Ce qui me laisse tout effaré, c'est que, dans les éléments de langage des féministes qui poussent des hurlements de louves jusque dans les médias pour obtenir une grâce totale pour Jacqueline Sauvage, c'est ce "quarante ans" qu'elles utilisent comme argument pour faire valoir une "légitime défense" totalement imaginaire, une "légitime défense" qui exonérerait la condamnée de tout crime. Car on ne peut pas sortir de là : ce que Jacqueline Sauvage a commis s'appelle un crime. Que monsieur Sauvage ait commis des délits de violences sur sa femme ou sur ses filles, sans doute des crimes sexuels, ne change rien au fait qu'il est mort et que c'est sa femme qui l'a tué. A la limite, on pourrait reprocher à celle-ci une "non-dénonciation de crime", parce que quarante ans, cela s'appelle de la complicité. Je ne sais pas quels sont les arguments de l'accusation qui ont le plus porté, mais je me dis qu'un jury d'Assises a décidé de la condamner. Cela veut au moins dire que les débats n'ont pas tourné en sa faveur. Les féministes peuvent-elles tenir compte de ça ?

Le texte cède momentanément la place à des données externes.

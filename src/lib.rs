// fundlens: Mutual fund portfolio overlap analysis
//
// This is the library root. Holdings flow from storage through the loader
// into the analysis engine; the catalog ties those together and the web
// module serves the results as JSON.

pub mod analysis;
pub mod catalog;
pub mod config;
pub mod holdings;
pub mod output;
pub mod storage;

#[cfg(feature = "web")]
pub mod web;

Qu'on le veuille ou non, il y a du consentement au mal dans le silence de quarante ans de Jacqueline Sauvage.

Voilà la cause ahurissante que défendent les féministes qui réclament la grâce totale pour Jacqueline Sauvage : il y a de l'appel au meurtre dans cette demande. Et si la grâce lui est accordée, bien des femmes risquent de se sentir autorisées à y voir un permis de tuer.